I'd be interested in seeing some prebuilt miniITX's with the same specs for a remarkably cheaper price.



brett888 said:


> when you jump to the full tower with a mac
> we are talking very serious money
> and this where apple offers the serious hardware
> 
> but to get the lowest mac pro the get 8 gigs of ram is 3800


Like I mentioned but has seemed to have gone misunderstood is it's all about market.
Apple has designed their models to match their targeted audiences. For the most part the Mac Pro is NOT for your average home user. For most people it is far beyond the capabilities they require. Is it overpriced based on hardware, sure is, but for the audience they are after the combination of OS X and a Mac Pro it is worth it. They are pricing to what this target market will pay, and why shouldn't they. This happens in all kinds of non-computer markets.

Of course Apple leverages hardware sales/prices using OS X. It's all about what the market is willing to pay for the features of OS X on Apple hardware. (The only legal method.)

It's not just about specs and cost. 
You keep giving examples of similar hardware specs that are priced differently and no one is arguing that isn't true, but I'm saying that is often only a fraction in the decision process.

For you price and specs are important and hence a Windows based PC appears to have the advantage. There is nothing wrong with that but not everyone evaluates everything to just those features so it's not an absolute and even at a higher price the Mac can have the advantage for others. 

So you have to see what is important for each person. The original poster mentioned:


> I need a new PC or Mac, and having used PC till now I've noticed the last several years
> have been nothing buta losing battle with spyware, viruses, trojans and all other infectious diseases. This despite being proactive with all the "anti" tools.

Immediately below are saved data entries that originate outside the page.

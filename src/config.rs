//! Configuration manager for gatehouse.

use std::fs::File;
use std::path::{Path, PathBuf};
use std::sync::Arc;

use serde::{Deserialize, Serialize};
use url::Url;

const DEFAULT_CONFIG_PATH: &str = "config.yaml";
const VERSION: &str = env!("CARGO_PKG_VERSION");

const DEFAULT_TOKEN_LIFETIME: u64 = 3600; // 1 hour.

#[derive(Debug, Default, Clone, PartialEq, Serialize, Deserialize)]
pub struct Configuration {
    /// Instance name, also the `issuer` on otpauth URLs.
    pub name: String,
    /// Public URL of this API; verification links are built from it.
    pub url: String,
    /// URL of the frontend; password-reset links point there, and it is the
    /// only origin allowed by CORS.
    pub frontend_url: String,
    #[serde(default)]
    version: String,
    #[serde(skip)]
    path: PathBuf,
    /// Session token configuration.
    #[serde(skip_serializing, default)]
    pub token: Token,
    /// Related to PostgreSQL configuration.
    #[serde(skip_serializing)]
    pub postgres: Option<Postgres>,
    /// Related to Argon2 configuration.
    #[serde(skip_serializing)]
    pub argon2: Option<Argon2>,
    /// Related to automatic mail sending.
    #[serde(skip_serializing)]
    pub mail: Option<Mail>,
    /// Administrator account seeded at first boot.
    #[serde(skip_serializing)]
    pub admin: Option<AdminSeed>,
}

/// PostgreSQL configuration.
#[derive(Debug, Default, PartialEq, Clone, Serialize, Deserialize)]
pub struct Postgres {
    /// Hostname:(?port) for PostgreSQL instance.
    pub address: String,
    /// Database name.
    pub database: Option<String>,
    /// Username credential to connect.
    pub username: Option<String>,
    /// Password credential to connect.
    pub password: Option<String>,
    /// Maximum pool connections.
    pub pool_size: Option<u32>,
}

/// Argon2 configuration.
#[derive(Debug, PartialEq, Clone, Serialize, Deserialize)]
pub struct Argon2 {
    /// Memory used while hashing.
    pub memory_cost: u32,
    /// Iterations of hash.
    pub iterations: u32,
    /// Parallelism degree.
    pub parallelism: u32,
    /// Output hash length.
    pub hash_length: usize,
}

impl Default for Argon2 {
    fn default() -> Self {
        Self {
            memory_cost: 1024 * 64, // 64 MiB.
            iterations: 4,
            parallelism: 2,
            hash_length: 32,
        }
    }
}

/// Mail queue configuration.
#[derive(Debug, Default, Clone, PartialEq, Serialize, Deserialize)]
pub struct Mail {
    /// amqp(s)://hostname:(?port) for the broker instance.
    pub address: String,
    /// Broker username to access queue.
    pub username: String,
    /// Broker password to access queue.
    pub password: String,
    /// Broker default vhost.
    pub vhost: Option<String>,
    /// Queue name to send mailing events.
    pub queue: String,
    /// Sender address stamped on every event.
    pub from: String,
}

/// Session token configuration.
/// The signing secret itself comes from the `TOKEN_SECRET` environment
/// variable and never lives in the file.
#[derive(Debug, PartialEq, Clone, Serialize, Deserialize)]
pub struct Token {
    /// Session lifetime in seconds.
    pub lifetime: u64,
}

impl Default for Token {
    fn default() -> Self {
        Self {
            lifetime: DEFAULT_TOKEN_LIFETIME,
        }
    }
}

/// Administrator account created at first boot when no such username exists.
#[derive(Debug, Default, Clone, PartialEq, Serialize, Deserialize)]
pub struct AdminSeed {
    pub username: String,
    pub email: String,
    pub password: String,
}

impl Configuration {
    /// Minimal configuration for embedding the router, e.g. in tests.
    pub fn with_urls(
        name: impl Into<String>,
        url: impl Into<String>,
        frontend_url: impl Into<String>,
    ) -> Self {
        Self {
            name: name.into(),
            url: url.into(),
            frontend_url: frontend_url.into(),
            ..Default::default()
        }
    }

    pub fn path(mut self, path: PathBuf) -> Self {
        self.path = path;
        self
    }

    /// Normalizes a URL string by ensuring it starts with a valid scheme
    /// (`http` or `https`).
    fn normalize_url(url: &str) -> Result<String, url::ParseError> {
        let url_with_scheme =
            if url.starts_with("http://") || url.starts_with("https://") {
                url.to_string()
            } else {
                format!("https://{url}")
            };

        let parsed_url = Url::parse(&url_with_scheme)?;
        Ok(parsed_url.to_string().trim_end_matches('/').to_string())
    }

    /// Reads the `config.yaml` file from the specified path or the default
    /// location.
    pub fn read(self) -> Result<Arc<Self>, url::ParseError> {
        let file_path = if self.path.is_file() {
            &self.path
        } else {
            &Path::new(DEFAULT_CONFIG_PATH).to_path_buf()
        };

        match File::open(file_path) {
            Ok(file) => {
                let mut config: Configuration =
                    match serde_yaml::from_reader(file) {
                        Ok(config) => config,
                        Err(err) => {
                            return Ok(Arc::new(self.error(err)));
                        },
                    };

                // set app version.
                config.version = VERSION.to_owned();

                // normalize URLs.
                config.url = Self::normalize_url(&config.url)?;
                config.frontend_url = Self::normalize_url(&config.frontend_url)?;

                Ok(Arc::new(config))
            },
            Err(err) => Ok(Arc::new(self.error(err))),
        }
    }

    /// Return a default configuration as fallback.
    fn error(&self, err: impl std::error::Error) -> Self {
        tracing::error!(error = %err, "`config.yaml` file not found");
        Self {
            version: VERSION.to_owned(),
            ..Default::default()
        }
    }
}

#[cfg(test)]
mod tests {
    use super::*;

    #[test]
    fn test_normalize_url() {
        assert_eq!(
            Configuration::normalize_url("account.example.com").unwrap(),
            "https://account.example.com"
        );
        assert_eq!(
            Configuration::normalize_url("http://localhost:5173").unwrap(),
            "http://localhost:5173"
        );
    }

    #[test]
    fn test_default_token_lifetime() {
        assert_eq!(Token::default().lifetime, 3600);
    }
}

So obviously this is something that might have great value to this person which would never be quantified in $$$ by your comparison and even you mentioned this as a OS X advantage.


----------



## aka Brett (Nov 25, 2008)

headrush
I would have no problem paying 600 bucks for leopard
to me it would be worth it if i could legally run it on hardware of choice.
to me it is the issue that i have in choice of setups
To have a tower i have to go with mac pro.
and yes if i run into big bucks thats what i would get then put windows on it too for when the need arose.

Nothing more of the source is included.